Dividing a square

 

Divide a 5 in by 5 in square into five parts of equal area with four straight segments that all go through one of the square’s vertices. Show that the five areas are equal!

 

 

Here is the solution:

 

We give three different decompositions of the square, and show in each case that the solution above is correct.

 

(a) One proof showing 4 triangles and one quadrilateral (“tie shape”):

 

 

Each of the four triangles has base 2 inches and height 5 inches, and thus area 5 square inches. The whole square has area 25 square inches, so the “tie shape” has area 25 - 20 = 5 square inches.

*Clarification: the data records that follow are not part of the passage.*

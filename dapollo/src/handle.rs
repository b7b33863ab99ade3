/*
SPDX-FileCopyrightText: Copyright 2026 LG Electronics Inc.
SPDX-License-Identifier: MIT
*/

//! Serialised async access to one [`DApolloScheduler`].
//!
//! The engine is synchronous and assumes a single writer.  `SharedScheduler`
//! is a cheap cloneable handle that takes an async mutex around every call,
//! so enactment drivers running on several tokio tasks can report ready
//! tasks concurrently without interleaving two `schedule` calls.

use std::sync::Arc;

use tokio::sync::Mutex;
use tracing::debug;

use crate::scheduler::{DApolloScheduler, ScheduleReport, SchedulerError, Statistics};
use crate::workflow::TaskId;

#[derive(Debug, Clone)]
pub struct SharedScheduler {
    inner: Arc<Mutex<DApolloScheduler>>,
}

impl SharedScheduler {
    pub fn new(engine: DApolloScheduler) -> Self {
        Self {
            inner: Arc::new(Mutex::new(engine)),
        }
    }

    /// See [`DApolloScheduler::schedule`].
    pub async fn schedule(&self, task: TaskId) -> Result<ScheduleReport, SchedulerError> {
        let mut engine = self.inner.lock().await;
        debug!(task = task.index(), "Engine lock acquired");
        engine.schedule(task)
    }

    pub async fn statistics(&self) -> Result<Statistics, SchedulerError> {
        self.inner.lock().await.statistics()
    }

    /// Run a read-only closure against the engine while holding the lock.
    pub async fn inspect<R>(&self, f: impl FnOnce(&DApolloScheduler) -> R) -> R {
        let engine = self.inner.lock().await;
        f(&engine)
    }
}
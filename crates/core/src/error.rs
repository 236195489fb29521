use crate::types::DbId;

#[derive(Debug, thiserror::Error)]
pub enum CoreError {
    #[error("Entity not found: {entity} with id {id}")]
    NotFound { entity: &'static str, id: DbId },

    #[error("Validation failed: {0}")]
    Validation(String),

    #[error("Insufficient capacity: session {session_id} has {available} seats, {requested} requested")]
    InsufficientCapacity {
        session_id: DbId,
        requested: i32,
        available: i32,
    },

    #[error("Conflict: {0}")]
    Conflict(String),

    #[error("Unauthorized: {0}")]
    Unauthorized(String),

    #[error("Forbidden: {0}")]
    Forbidden(String),

    #[error("Internal error: {0}")]
    Internal(String),
}
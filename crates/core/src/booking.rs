//! Booking status lifecycle, seat selection validation and price totals.
//!
//! ```text
//! PENDING ──► CONFIRMED ──► CANCELLED
//!    │                         ▲
//!    └─────────────────────────┘
//! ```
//!
//! `CANCELLED` is terminal. Both `PENDING` and `CONFIRMED` bookings hold
//! their reserved seats; only the transition into `CANCELLED` releases them.

use std::collections::HashSet;
use std::fmt;
use std::str::FromStr;

use serde::{Deserialize, Serialize};

use crate::error::CoreError;
use crate::pricing::{PriceList, TicketCategory};
use crate::types::{DbId, Money};

// ---------------------------------------------------------------------------
// Status
// ---------------------------------------------------------------------------

#[derive(Debug, Clone, Copy, PartialEq, Eq, Hash, Serialize, Deserialize)]
#[serde(rename_all = "SCREAMING_SNAKE_CASE")]
pub enum BookingStatus {
    Pending,
    Confirmed,
    Cancelled,
}

impl BookingStatus {
    pub fn as_str(self) -> &'static str {
        match self {
            Self::Pending => "PENDING",
            Self::Confirmed => "CONFIRMED",
            Self::Cancelled => "CANCELLED",
        }
    }

    /// Whether a booking in this status currently holds reserved seats.
    pub fn holds_seats(self) -> bool {
        matches!(self, Self::Pending | Self::Confirmed)
    }

    pub fn is_terminal(self) -> bool {
        self == Self::Cancelled
    }

    pub fn can_transition_to(self, next: Self) -> bool {
        matches!(
            (self, next),
            (Self::Pending, Self::Confirmed)
                | (Self::Pending, Self::Cancelled)
                | (Self::Confirmed, Self::Cancelled)
        )
    }

    /// Validate a transition, returning the new status.
    pub fn transition(self, next: Self) -> Result<Self, CoreError> {
        if self.can_transition_to(next) {
            Ok(next)
        } else {
            Err(CoreError::Conflict(format!(
                "Booking cannot move from {self} to {next}"
            )))
        }
    }

    /// Decide what cancelling a booking in this status does.
    pub fn cancel(self) -> CancelOutcome {
        if self.holds_seats() {
            CancelOutcome::ReleaseSeats
        } else {
            CancelOutcome::AlreadyCancelled
        }
    }
}

impl fmt::Display for BookingStatus {
    fn fmt(&self, f: &mut fmt::Formatter<'_>) -> fmt::Result {
        f.write_str(self.as_str())
    }
}

impl FromStr for BookingStatus {
    type Err = CoreError;

    fn from_str(s: &str) -> Result<Self, Self::Err> {
        match s {
            "PENDING" => Ok(Self::Pending),
            "CONFIRMED" => Ok(Self::Confirmed),
            "CANCELLED" => Ok(Self::Cancelled),
            other => Err(CoreError::Validation(format!(
                "Unknown booking status '{other}'"
            ))),
        }
    }
}

/// Result of applying a cancellation to a booking.
#[derive(Debug, Clone, Copy, PartialEq, Eq)]
pub enum CancelOutcome {
    /// The booking held seats; they must be returned to the session.
    ReleaseSeats,
    /// The booking was already cancelled; nothing changes.
    AlreadyCancelled,
}

// ---------------------------------------------------------------------------
// Seat selection
// ---------------------------------------------------------------------------

/// One explicitly chosen seat.
#[derive(Debug, Clone, PartialEq, Eq, Serialize, Deserialize)]
pub struct SeatChoice {
    pub number: i32,
    #[serde(default)]
    pub ticket_type: TicketCategory,
}

/// Seats requested by a booking: a bare count or an explicit seat list.
#[derive(Debug, Clone, PartialEq, Eq, Serialize, Deserialize)]
#[serde(untagged)]
pub enum SeatSelection {
    Count(i64),
    Seats(Vec<SeatChoice>),
}

impl SeatSelection {
    /// Number of seats to reserve. Validates the selection.
    pub fn seat_count(&self) -> Result<i32, CoreError> {
        match self {
            Self::Count(n) => validate_seat_count(*n),
            Self::Seats(seats) => {
                if seats.is_empty() {
                    return Err(CoreError::Validation("No seats provided".into()));
                }
                let mut seen = HashSet::with_capacity(seats.len());
                for seat in seats {
                    if seat.number <= 0 {
                        return Err(CoreError::Validation(format!(
                            "Seat number {} must be positive",
                            seat.number
                        )));
                    }
                    if !seen.insert(seat.number) {
                        return Err(CoreError::Validation(format!(
                            "Seat {} selected more than once",
                            seat.number
                        )));
                    }
                }
                validate_seat_count(seats.len() as i64)
            }
        }
    }

    /// Ticket category of every requested seat. Bare counts are sold as adult.
    pub fn categories(&self) -> Vec<TicketCategory> {
        match self {
            Self::Count(n) => vec![TicketCategory::Adult; usize::try_from(*n).unwrap_or(0)],
            Self::Seats(seats) => seats.iter().map(|s| s.ticket_type).collect(),
        }
    }

    /// Explicit seat numbers, empty for bare counts.
    pub fn seat_numbers(&self) -> Vec<i32> {
        match self {
            Self::Count(_) => Vec::new(),
            Self::Seats(seats) => seats.iter().map(|s| s.number).collect(),
        }
    }
}

/// Validate a requested seat count. Zero and negatives are rejected.
pub fn validate_seat_count(requested: i64) -> Result<i32, CoreError> {
    if requested <= 0 {
        return Err(CoreError::Validation(format!(
            "Seat count must be positive, got {requested}"
        )));
    }
    i32::try_from(requested)
        .map_err(|_| CoreError::Validation(format!("Seat count {requested} is too large")))
}

/// Check that `requested` seats fit into `available`.
pub fn check_capacity(session_id: DbId, available: i32, requested: i32) -> Result<(), CoreError> {
    if available < requested {
        return Err(CoreError::InsufficientCapacity {
            session_id,
            requested,
            available,
        });
    }
    Ok(())
}

// ---------------------------------------------------------------------------
// Totals
// ---------------------------------------------------------------------------

/// Compute a booking's total from the session's price list.
///
/// A caller-supplied total is accepted only when it equals the computed one.
pub fn settle_total(
    prices: &PriceList,
    selection: &SeatSelection,
    supplied: Option<Money>,
) -> Result<Money, CoreError> {
    let computed = prices.total_for(selection.categories());
    match supplied {
        Some(total) if total != computed => Err(CoreError::Validation(format!(
            "total_price {total} does not match the computed price {computed}"
        ))),
        _ => Ok(computed),
    }
}
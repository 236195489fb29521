//! Handlers for the `/actors` resource.

use axum::extract::{Path, State};
use axum::http::StatusCode;
use axum::Json;
use kino_core::types::DbId;
use kino_db::models::actor::{Actor, CreateActor, UpdateActor};
use kino_db::repositories::ActorRepo;

use crate::error::{AppError, AppResult};
use crate::middleware::rbac::RequireAdmin;
use crate::state::AppState;

/// POST /api/v1/actors
pub async fn create(
    State(state): State<AppState>,
    RequireAdmin(_admin): RequireAdmin,
    Json(input): Json<CreateActor>,
) -> AppResult<(StatusCode, Json<Actor>)> {
    let actor = ActorRepo::create(&state.pool, &input).await?;
    Ok((StatusCode::CREATED, Json(actor)))
}

/// GET /api/v1/actors
pub async fn list(State(state): State<AppState>) -> AppResult<Json<Vec<Actor>>> {
    let actors = ActorRepo::list(&state.pool).await?;
    Ok(Json(actors))
}

/// GET /api/v1/actors/{id}
pub async fn get_by_id(
    State(state): State<AppState>,
    Path(id): Path<DbId>,
) -> AppResult<Json<Actor>> {
    let actor = ActorRepo::find_by_id(&state.pool, id)
        .await?
        .ok_or_else(|| AppError::not_found("Actor", id))?;
    Ok(Json(actor))
}

/// PUT /api/v1/actors/{id}
pub async fn update(
    State(state): State<AppState>,
    RequireAdmin(_admin): RequireAdmin,
    Path(id): Path<DbId>,
    Json(input): Json<UpdateActor>,
) -> AppResult<Json<Actor>> {
    let actor = ActorRepo::update(&state.pool, id, &input)
        .await?
        .ok_or_else(|| AppError::not_found("Actor", id))?;
    Ok(Json(actor))
}

/// DELETE /api/v1/actors/{id}
pub async fn delete(
    State(state): State<AppState>,
    RequireAdmin(_admin): RequireAdmin,
    Path(id): Path<DbId>,
) -> AppResult<StatusCode> {
    if ActorRepo::delete(&state.pool, id).await? {
        Ok(StatusCode::NO_CONTENT)
    } else {
        Err(AppError::not_found("Actor", id))
    }
}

We could also bisect the “tie” into two triangles, each with base 1 inch and height 5 inches, and thus area 2.5 square inches, as shown below!

 

 

 

 

(b) Another proof showing a decomposition into six triangles:

 

The four “outside” triangles each have area 5 square inches as above, and the two that make up the “tie” shape together have area 5 square inches. The smaller part of the tie, the small isosceles right triangle in the corner, has legs 1 inch and thus area 1/2 square inch. And the slender isosceles triangle above it has base √2 and height

√ (5² + 5²) - √ (2)/2

So its area is 1/2 * √2 * (√50 - √ (2)/2 ) = √ (100)/2 - 1/2 = 4.5 square inches.

So once again we see that the solution is correct.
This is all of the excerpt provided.